R – Il primo discorso da affrontare sarebbe dovuto essere quello dei locali e dell’edilizia scolastica. Noi siamo in edifici che già prima del Covid erano molto affollati. Non c’è stata un’operazione di ricognizione e di supporto alle scuole, spesso le stesse scuole si sono dovute adattare a trovare da sole delle soluzioni. Ad esempio, nella scuola dove sono dirigente, ci siamo dovuti adattare e usare dei campi sportivi che una parrocchia vicino alla nostra scuola, gentilmente ci ha messo a disposizione. Ma certamente non è questa la modalità di affrontare un problema grave, che esisteva già prima del Covid-19. Andrebbero pensate classi con un numero di alunni non superiore a venticinque, quando attualmente abbiamo classi di trenta persone in locali che ne contengono ventidue.
Ha sentito i pareri invece di quelli che sono poi i protagonisti insieme agli insegnanti di questa situazione, cioè gli studenti? Cosa dicono i ragazzi?

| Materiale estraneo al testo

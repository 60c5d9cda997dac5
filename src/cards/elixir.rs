//! Elixir cost lookup.
//!
//! Costs come from a fixed table. A card missing from the table costs
//! `DEFAULT_ELIXIR_COST`; that is a simplification, not a data error.

use rustc_hash::FxHashMap;

/// Cost assumed for any card not in the table.
pub const DEFAULT_ELIXIR_COST: u8 = 4;

const BUILTIN_COSTS: &[(&str, u8)] = &[
    ("Skeletons", 1),
    ("Ice Spirit", 1),
    ("Bats", 2),
    ("Zap", 2),
    ("Log", 2),
    ("Knight", 3),
    ("Archers", 3),
    ("Cannon", 3),
    ("Musketeer", 4),
    ("Fireball", 4),
    ("Hog Rider", 4),
    ("Giant", 5),
    ("Wizard", 5),
    ("P.E.K.K.A", 7),
    ("Golem", 8),
];

/// Name to elixir cost table.
///
/// Lookups trim the name and ignore case.
///
/// ## Example
///
/// ```
/// use lonorix::cards::ElixirTable;
///
/// let table = ElixirTable::builtin();
/// assert_eq!(table.cost("Knight"), 3);
/// assert_eq!(table.cost("golem"), 8);
/// assert_eq!(table.cost("TotallyUnknownCard"), 4);
/// ```
#[derive(Clone, Debug, Default)]
pub struct ElixirTable {
    costs: FxHashMap<String, u8>,
}

impl ElixirTable {
    /// Create an empty table. Every lookup returns the default cost.
    #[must_use]
    pub fn new() -> Self {
        Self::default()
    }

    /// The table shipped with the deck coach.
    #[must_use]
    pub fn builtin() -> Self {
        let mut table = Self::new();
        for &(name, cost) in BUILTIN_COSTS {
            table.insert(name, cost);
        }
        table
    }

    /// Add or replace a cost.
    pub fn insert(&mut self, name: &str, cost: u8) {
        self.costs.insert(Self::key(name), cost);
    }

    /// Cost of a card, falling back to `DEFAULT_ELIXIR_COST`.
    #[must_use]
    pub fn cost(&self, name: &str) -> u8 {
        self.costs
            .get(&Self::key(name))
            .copied()
            .unwrap_or(DEFAULT_ELIXIR_COST)
    }

    /// Check if a card has an explicit cost.
    #[must_use]
    pub fn contains(&self, name: &str) -> bool {
        self.costs.contains_key(&Self::key(name))
    }

    #[must_use]
    pub fn len(&self) -> usize {
        self.costs.len()
    }

    #[must_use]
    pub fn is_empty(&self) -> bool {
        self.costs.is_empty()
    }

    fn key(name: &str) -> String {
        name.trim().to_lowercase()
    }
}
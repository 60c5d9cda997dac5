//! Player lookup against the Clash Royale API.
//!
//! Normalizes the player payload into a `PlayerRecord` whose `cards` feed
//! the collection engine directly. Rarity is lower-cased and mapped to the
//! closed tier set here, at ingestion, so the engine never sees raw strings.

use serde::{Deserialize, Serialize};
use serde_json::Value;

use super::{encode_component, is_success, ApiRequest};
use crate::cards::{Card, Rarity};
use crate::config::AppConfig;
use crate::error::{Error, Result};

/// A player and their normalized card collection.
#[derive(Clone, Debug, PartialEq, Eq, Serialize, Deserialize)]
#[serde(rename_all = "camelCase")]
pub struct PlayerRecord {
    pub name: String,
    pub tag: String,
    pub exp_level: u32,
    pub trophies: u32,
    pub best_trophies: u32,
    pub cards: Vec<Card>,
}

impl PlayerRecord {
    /// Parse and normalize a player payload.
    ///
    /// The payload must have a non-empty `name` and `tag` and a `cards`
    /// array; anything else about it is tolerated.
    pub fn from_json(body: &str) -> Result<Self> {
        let value: Value = serde_json::from_str(body)?;

        let has_text = |key: &str| value.get(key).and_then(Value::as_str).is_some_and(|s| !s.is_empty());
        let has_cards = value.get("cards").is_some_and(Value::is_array);
        if !(has_text("name") && has_text("tag") && has_cards) {
            return Err(Error::InvalidPlayerData);
        }

        let raw: RawPlayer = serde_json::from_value(value)?;
        Ok(raw.normalize())
    }

    /// Fixed record served when the player API cannot be used.
    #[must_use]
    pub fn sample(tag: &str) -> Self {
        const SAMPLE_CARDS: [(&str, u32, u32, Rarity); 16] = [
            ("Knight", 13, 13, Rarity::Common),
            ("Archers", 12, 13, Rarity::Common),
            ("Fireball", 11, 12, Rarity::Rare),
            ("Musketeer", 10, 12, Rarity::Rare),
            ("Giant", 9, 11, Rarity::Rare),
            ("Wizard", 8, 11, Rarity::Rare),
            ("Prince", 6, 8, Rarity::Epic),
            ("Baby Dragon", 5, 8, Rarity::Epic),
            ("Skeleton Army", 4, 7, Rarity::Epic),
            ("Witch", 3, 7, Rarity::Epic),
            ("Mega Knight", 2, 5, Rarity::Legendary),
            ("Princess", 1, 5, Rarity::Legendary),
            ("Ice Wizard", 1, 5, Rarity::Legendary),
            ("Lumberjack", 2, 5, Rarity::Legendary),
            ("Miner", 1, 5, Rarity::Legendary),
            ("Sparky", 1, 5, Rarity::Legendary),
        ];

        Self {
            name: "Test Player".to_string(),
            tag: tag.to_string(),
            exp_level: 14,
            trophies: 5500,
            best_trophies: 6200,
            cards: SAMPLE_CARDS
                .iter()
                .map(|&(name, level, max_level, rarity)| Card::new(name, level, max_level, rarity))
                .collect(),
        }
    }
}

#[derive(Deserialize)]
#[serde(rename_all = "camelCase")]
struct RawPlayer {
    name: String,
    tag: String,
    #[serde(default)]
    exp_level: u32,
    #[serde(default)]
    trophies: u32,
    #[serde(default)]
    best_trophies: u32,
    cards: Vec<Card>,
}

impl RawPlayer {
    fn normalize(self) -> PlayerRecord {
        PlayerRecord {
            name: self.name,
            tag: self.tag,
            exp_level: self.exp_level,
            trophies: self.trophies,
            best_trophies: self.best_trophies,
            cards: self.cards,
        }
    }
}

/// Ensure a player tag starts with `#`.
#[must_use]
pub fn normalize_tag(tag: &str) -> String {
    let tag = tag.trim();
    if tag.starts_with('#') {
        tag.to_string()
    } else {
        format!("#{tag}")
    }
}

/// What to do for a lookup.
#[derive(Clone, Debug, PartialEq)]
pub enum PlayerLookup {
    /// Send this request and pass the response to `handle_response`.
    Fetch(ApiRequest),
    /// No request possible; use this record.
    Sample(PlayerRecord),
}

/// Player lookup boundary.
#[derive(Clone, Debug)]
pub struct PlayerService {
    api_base: String,
    api_key: Option<String>,
    sample_fallback: bool,
}

impl PlayerService {
    #[must_use]
    pub fn from_config(config: &AppConfig) -> Self {
        Self {
            api_base: config.clash_api_base.clone(),
            api_key: config.clash_api_key.clone(),
            sample_fallback: config.sample_fallback,
        }
    }

    /// Plan a lookup for `tag`.
    pub fn lookup(&self, tag: &str) -> Result<PlayerLookup> {
        let tag = normalize_tag(tag);
        match &self.api_key {
            Some(key) => {
                let url = format!("{}/players/{}", self.api_base, encode_component(&tag));
                tracing::debug!(%tag, %url, "fetching player");
                Ok(PlayerLookup::Fetch(ApiRequest::get(url, key)))
            }
            None if self.sample_fallback => {
                tracing::warn!(%tag, "CLASH_API_KEY not configured, serving sample player");
                Ok(PlayerLookup::Sample(PlayerRecord::sample(&tag)))
            }
            None => Err(Error::MissingApiKey("CLASH_API_KEY")),
        }
    }

    /// Turn the API response for `tag` into a player record.
    pub fn handle_response(&self, tag: &str, status: u16, body: &str) -> Result<PlayerRecord> {
        let tag = normalize_tag(tag);
        if is_success(status) {
            let record = PlayerRecord::from_json(body)?;
            tracing::info!(name = %record.name, cards = record.cards.len(), "player loaded");
            return Ok(record);
        }

        if status == 403 && self.sample_fallback {
            tracing::warn!(%tag, "player API access denied, serving sample player");
            return Ok(PlayerRecord::sample(&tag));
        }

        tracing::error!(%tag, status, "player API error");
        Err(Error::from_status(status, body, Some(tag.as_str())))
    }
}

#[cfg(test)]
mod tests {
    use super::*;

    const PAYLOAD: &str = r##"{
        "name": "Ana",
        "tag": "#2PP",
        "expLevel": 50,
        "trophies": 7000,
        "bestTrophies": 7400,
        "cards": [
            {"name": "Knight", "id": 26000000, "level": 14, "maxLevel": 14, "rarity": "Common"},
            {"name": "Mirror", "level": 3, "maxLevel": 6, "rarity": "Legendary"},
            {"name": "Archer Queen", "level": 1, "maxLevel": 4, "rarity": "Champion"},
            {"name": "Zap", "level": 9, "maxLevel": 14}
        ]
    }"##;

    #[test]
    fn test_from_json_normalizes() {
        let record = PlayerRecord::from_json(PAYLOAD).unwrap();
        assert_eq!(record.name, "Ana");
        assert_eq!(record.exp_level, 50);
        assert_eq!(record.best_trophies, 7400);

        let rarities: Vec<_> = record.cards.iter().map(|c| c.rarity).collect();
        assert_eq!(
            rarities,
            [Rarity::Common, Rarity::Legendary, Rarity::Common, Rarity::Common]
        );
    }

    #[test]
    fn test_from_json_requires_fields() {
        let missing_cards = r##"{"name": "Ana", "tag": "#2PP"}"##;
        assert!(matches!(PlayerRecord::from_json(missing_cards), Err(Error::InvalidPlayerData)));

        let cards_not_array = r##"{"name": "Ana", "tag": "#2PP", "cards": {}}"##;
        assert!(matches!(PlayerRecord::from_json(cards_not_array), Err(Error::InvalidPlayerData)));

        let empty_name = r##"{"name": "", "tag": "#2PP", "cards": []}"##;
        assert!(matches!(PlayerRecord::from_json(empty_name), Err(Error::InvalidPlayerData)));

        assert!(matches!(PlayerRecord::from_json("not json"), Err(Error::Json(_))));
    }

    #[test]
    fn test_zero_max_level_clamped() {
        let body = r##"{"name": "A", "tag": "#A", "cards": [{"name": "X", "level": 1, "maxLevel": 0}]}"##;
        let record = PlayerRecord::from_json(body).unwrap();
        assert_eq!(record.cards[0].max_level, 1);
    }

    #[test]
    fn test_normalize_tag() {
        assert_eq!(normalize_tag("2PP"), "#2PP");
        assert_eq!(normalize_tag(" #2PP "), "#2PP");
    }

    #[test]
    fn test_lookup_without_key() {
        let service = PlayerService::from_config(&AppConfig::default());
        match service.lookup("2PP").unwrap() {
            PlayerLookup::Sample(record) => {
                assert_eq!(record.tag, "#2PP");
                assert_eq!(record.cards.len(), 16);
            }
            PlayerLookup::Fetch(_) => panic!("expected sample"),
        }

        let strict = PlayerService::from_config(&AppConfig::default().without_sample_fallback());
        assert!(matches!(strict.lookup("2PP"), Err(Error::MissingApiKey("CLASH_API_KEY"))));
    }

    #[test]
    fn test_lookup_with_key() {
        let config = AppConfig::default().with_clash_api_key("k");
        let service = PlayerService::from_config(&config);

        let PlayerLookup::Fetch(request) = service.lookup("#2PP").unwrap() else {
            panic!("expected fetch");
        };
        assert_eq!(request.url, "https://api.clashroyale.com/v1/players/%232PP");
        assert_eq!(request.header("Authorization"), Some("Bearer k"));
    }

    #[test]
    fn test_handle_response_statuses() {
        let service = PlayerService::from_config(&AppConfig::default().with_clash_api_key("k"));

        assert!(service.handle_response("2PP", 200, PAYLOAD).is_ok());
        assert!(matches!(
            service.handle_response("2PP", 404, ""),
            Err(Error::PlayerNotFound { tag }) if tag == "#2PP"
        ));
        assert!(matches!(service.handle_response("2PP", 429, ""), Err(Error::RateLimited)));
        assert!(matches!(
            service.handle_response("2PP", 500, "boom"),
            Err(Error::Upstream { status: 500, .. })
        ));

        let sample = service.handle_response("2PP", 403, "").unwrap();
        assert_eq!(sample.name, "Test Player");
    }

    #[test]
    fn test_access_denied_without_fallback() {
        let config = AppConfig::default().with_clash_api_key("k").without_sample_fallback();
        let service = PlayerService::from_config(&config);
        assert!(matches!(service.handle_response("2PP", 403, ""), Err(Error::AccessDenied)));
    }
}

R – Sia i ragazzi che le loro famiglie sono preoccupati perché sono loro che stanno dentro la scuola, la vivono, e vedono le distanze in quei locali. Quindi il discorso che dall’oggi al domani dove si doveva stare in diciotto ora si può stare in trenta, come lo possiamo motivare? C’è una grande preoccupazione negli studenti, anche per i trasporti, in questi mesi qualche cosa è stata fatta, ma è sempre troppo poco rispetto alla situazione che viviamo. C’è un diffuso stato di preoccupazione in questo momento, la scuola ha diritto alla tranquillità, e va conosciuta standoci dentro e chi ci sta dentro tutti i giorni sta esprimendo la propria preoccupazione.